Stored data entries
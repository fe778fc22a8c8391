//! Resource-scope access evaluator.
//!
//! Decides whether a caller holds the relationship a [`ScopeRequirement`]
//! demands with its target organisation or school. Superusers never reach
//! this point; the coordinator bypasses it for them.

use roster_core::{scope::ScopeRequirement, store::RecordStore};

use crate::{
  error::{ApiError, ErrorCode, Result},
  identity::Caller,
};

/// `Ok(())` if access is granted, otherwise the specific forbidden code.
///
/// The organisation path tells "not a member" ([`ErrorCode::NoOrganisationAccess`])
/// apart from "member but not admin" ([`ErrorCode::NotOrganisationAdmin`]). The
/// school path reports both as [`ErrorCode::NotSchoolSecretary`]. The public
/// flag only opens organisation-level reads.
pub async fn evaluate<S: RecordStore>(
  store:       &S,
  caller:      &Caller,
  requirement: ScopeRequirement,
) -> Result<()> {
  match requirement {
    ScopeRequirement::OrganisationMember(organisation_id) => {
      let membership = store
        .get_organisation_membership(organisation_id, caller.person_id)
        .await
        .map_err(ApiError::store)?;
      if membership.is_some() {
        return Ok(());
      }
      if store.is_organisation_public(organisation_id).await.map_err(ApiError::store)? {
        return Ok(());
      }
      Err(ErrorCode::NoOrganisationAccess.into())
    }

    ScopeRequirement::OrganisationAdmin(organisation_id) => {
      let membership = store
        .get_organisation_membership(organisation_id, caller.person_id)
        .await
        .map_err(ApiError::store)?;
      match membership {
        None => Err(ErrorCode::NoOrganisationAccess.into()),
        Some(m) if !m.is_admin => Err(ErrorCode::NotOrganisationAdmin.into()),
        Some(_) => Ok(()),
      }
    }

    ScopeRequirement::SchoolSecretary(school_id) => {
      let membership = store
        .get_school_membership(school_id, caller.person_id)
        .await
        .map_err(ApiError::store)?;
      match membership {
        Some(m) if m.is_active_secretary() => Ok(()),
        _ => Err(ErrorCode::NotSchoolSecretary.into()),
      }
    }
  }
}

What to do
In full and exactly as written, reproduce the records above.

Answer to the exercise
repository fe778fc22a8c8391
//! Resource-scope access evaluator.
//!
//! Decides whether a caller holds the relationship a [`ScopeRequirement`]
//! demands with its target organisation or school. Superusers never reach
//! this point; the coordinator bypasses it for them.

use roster_core::{scope::ScopeRequirement, store::RecordStore};

use crate::{
  error::{ApiError, ErrorCode, Result},
  identity::Caller,
};

/// `Ok(())` if access is granted, otherwise the specific forbidden code.
///
/// The organisation path tells "not a member" ([`ErrorCode::NoOrganisationAccess`])
/// apart from "member but not admin" ([`ErrorCode::NotOrganisationAdmin`]). The
/// school path reports both as [`ErrorCode::NotSchoolSecretary`]. The public
/// flag only opens organisation-level reads.
pub async fn evaluate<S: RecordStore>(
  store:       &S,
  caller:      &Caller,
  requirement: ScopeRequirement,
) -> Result<()> {
  match requirement {
    ScopeRequirement::OrganisationMember(organisation_id) => {
      let membership = store
        .get_organisation_membership(organisation_id, caller.person_id)
        .await
        .map_err(ApiError::store)?;
      if membership.is_some() {
        return Ok(());
      }
      if store.is_organisation_public(organisation_id).await.map_err(ApiError::store)? {
        return Ok(());
      }
      Err(ErrorCode::NoOrganisationAccess.into())
    }

    ScopeRequirement::OrganisationAdmin(organisation_id) => {
      let membership = store
        .get_organisation_membership(organisation_id, caller.person_id)
        .await
        .map_err(ApiError::store)?;
      match membership {
        None => Err(ErrorCode::NoOrganisationAccess.into()),
        Some(m) if !m.is_admin => Err(ErrorCode::NotOrganisationAdmin.into()),
        Some(_) => Ok(()),
      }
    }

    ScopeRequirement::SchoolSecretary(school_id) => {
      let membership = store
        .get_school_membership(school_id, caller.person_id)
        .await
        .map_err(ApiError::store)?;
      match membership {
        Some(m) if m.is_active_secretary() => Ok(()),
        _ => Err(ErrorCode::NotSchoolSecretary.into()),
      }
    }
  }
}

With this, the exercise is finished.